Durante la conmemoración del aniversario de la resistencia contra la ocupación de Crimea, el presidente Volodímir Zelenski enfatizó que el conflicto que estalló en 2014 no contó con el interés ni la reacción necesaria por parte de la comunidad internacional. Según el mandatario, esta omisión terminó por validar las posteriores maniobras de Rusia en suelo ucraniano. Zelenski señaló que la ofensiva actual es consecuencia de una postura de tolerancia de Occidente frente a la anexión de la península, lo que habría incentivado al presidente ruso, Vladimir Putin, a iniciar la invasión total hace cuatro años.
El inicio de la agresión y el silencio impuesto
Para el jefe de Estado ucraniano, la toma de la península representó el comienzo real de la guerra de Moscú contra su nación, lamentando que en aquel momento “el mundo, de hecho, hizo la vista gorda”. Zelenski rememoró que las potencias extranjeras sugirieron a Ucrania “guardar silencio”, desestimando la lucha de los ciudadanos locales y el clamor de todo el país. El mandatario recordó que la intervención de Rusia se produjo tras la destitución de Viktor Yanukovich en el marco de las protestas del Euromaidán, un evento que el Kremlin calificó como un golpe de Estado promovido por naciones occidentales.
Asimismo, Zelenski denunció que los gobernantes globales de aquella época restaron importancia a las movilizaciones y a la resistencia que se gestaba en la península de Crimea. De acuerdo con su visión, las directrices enviadas desde Europa forzaron a Ucrania a mantenerse pasiva ante los hechos consumados por el gobierno ruso. Esta falta de firmeza internacional reforzó la idea en el Kremlin de que era factible escalar el conflicto armado hacia una guerra de mayor magnitud sin enfrentar consecuencias devastadoras.
Lecciones para una paz duradera
El líder ucraniano subrayó la necesidad de asimilar lo ocurrido como una enseñanza histórica para el planeta. En sus declaraciones, destacó la valentía de quienes se opusieron a la ocupación desde el primer día:
“Recordamos esta lección mundial y honramos a quienes no guardaron silencio ni cedieron ante la agresión rusa. E insistimos en que la responsabilidad del agresor por la guerra es una de las garantías de seguridad, uno de los requisitos más sólidos para una paz duradera”
Con este mensaje, el presidente insistió en que el castigo a los responsables de iniciar las hostilidades es un pilar fundamental para construir cualquier escenario de paz en el futuro.
La soberanía de Crimea no es negociable
En su intervención, Zelenski ratificó la demanda soberana sobre el territorio y agradeció el respaldo de los aliados que hoy trabajan junto a Kiev para lograr su recuperación.
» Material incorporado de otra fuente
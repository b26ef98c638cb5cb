//! Oracle-backed batch verification

pub mod model;
pub mod oracle;
pub mod service;

pub use model::{
    interpolate_progress, FailureReason, RequestState, VerificationKind, VerificationRequest,
    VerificationResult,
};
pub use oracle::{HttpOracleClient, OracleClient, OracleError, OracleStatus};
pub use service::{PollPolicy, VerificationHandle, VerificationOrchestrator};
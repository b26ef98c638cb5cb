//! Lifecycle events fanned out to websocket clients

use serde::Serialize;
use tokio::sync::broadcast;
use uuid::Uuid;

use crate::monitor::InventoryFlag;
use crate::redemption::RedemptionStatus;
use crate::registry::VerificationStatus;
use crate::verification::RequestState;

/// Event types for real-time batch updates
#[derive(Debug, Serialize, Clone)]
#[serde(tag = "type")]
pub enum LifecycleEvent {
    BatchRegistered {
        batch_id: u64,
        metadata_ref: String,
        tx_hash: String,
    },
    BatchStatusChanged {
        batch_id: u64,
        status: VerificationStatus,
    },
    VerificationUpdated {
        batch_id: u64,
        verification_id: Uuid,
        state: RequestState,
    },
    TokensMinted {
        batch_id: u64,
        recipient: String,
        amount: u64,
        tx_hash: String,
    },
    TokensBurned {
        batch_id: u64,
        holder: String,
        amount: u64,
        tx_hash: String,
    },
    RedemptionUpdated {
        batch_id: u64,
        redemption_id: Uuid,
        status: RedemptionStatus,
    },
    InventoryFlagged {
        batch_id: u64,
        flags: Vec<InventoryFlag>,
    },
}

impl LifecycleEvent {
    pub fn batch_id(&self) -> u64 {
        match self {
            LifecycleEvent::BatchRegistered { batch_id, .. }
            | LifecycleEvent::BatchStatusChanged { batch_id, .. }
            | LifecycleEvent::VerificationUpdated { batch_id, .. }
            | LifecycleEvent::TokensMinted { batch_id, .. }
            | LifecycleEvent::TokensBurned { batch_id, .. }
            | LifecycleEvent::RedemptionUpdated { batch_id, .. }
            | LifecycleEvent::InventoryFlagged { batch_id, .. } => *batch_id,
        }
    }
}

/// Broadcast channel shared by every component that reports lifecycle changes
#[derive(Clone)]
pub struct EventBus {
    tx: broadcast::Sender<LifecycleEvent>,
}

impl EventBus {
    pub fn new(capacity: usize) -> Self {
        let (tx, _rx) = broadcast::channel(capacity);
        Self { tx }
    }

    /// Publish an event; having no subscribers is not an error
    pub fn publish(&self, event: LifecycleEvent) {
        if self.tx.send(event).is_err() {
            tracing::trace!("No event subscribers connected");
        }
    }

    pub fn subscribe(&self) -> broadcast::Receiver<LifecycleEvent> {
        self.tx.subscribe()
    }
}

impl Default for EventBus {
    fn default() -> Self {
        Self::new(256)
    }
}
El mandatario fue tajante al afirmar que:
“la presencia rusa en nuestra península solo sirve para la guerra y nada más. Debe haber paz y, por lo tanto, Crimea es Ucrania, y el mundo debe reconocer este hecho sin cambios”
Esta postura busca consolidar el reconocimiento global de que la anexión fue un acto totalmente ilegítimo, reforzando la línea argumental de su gobierno.
Pese a que diversos países apoyan la integridad territorial de Ucrania, especialmente en las zonas del este y sureste perdidas en años recientes, el estatus de Crimea continúa siendo un punto crítico en la agenda internacional. En diversos círculos diplomáticos, se ha planteado la posibilidad de que Zelenski flexibilice su exigencia sobre la península para facilitar diálogos con Rusia. No obstante, Moscú mantiene una posición inamovible, sin mostrar intención alguna de devolver el control de este territorio ni de las zonas del Donbás.
Finalmente, el análisis oficial de la administración de Zelenski sobre la resistencia en Crimea concluye que las medidas tomadas en 2014 fueron insuficientes. La reivindicación soberana se mantiene como un eje central de la política exterior ucraniana, mientras que la actitud de las potencias y la intransigencia del Kremlin siguen alimentando la inestabilidad en la región.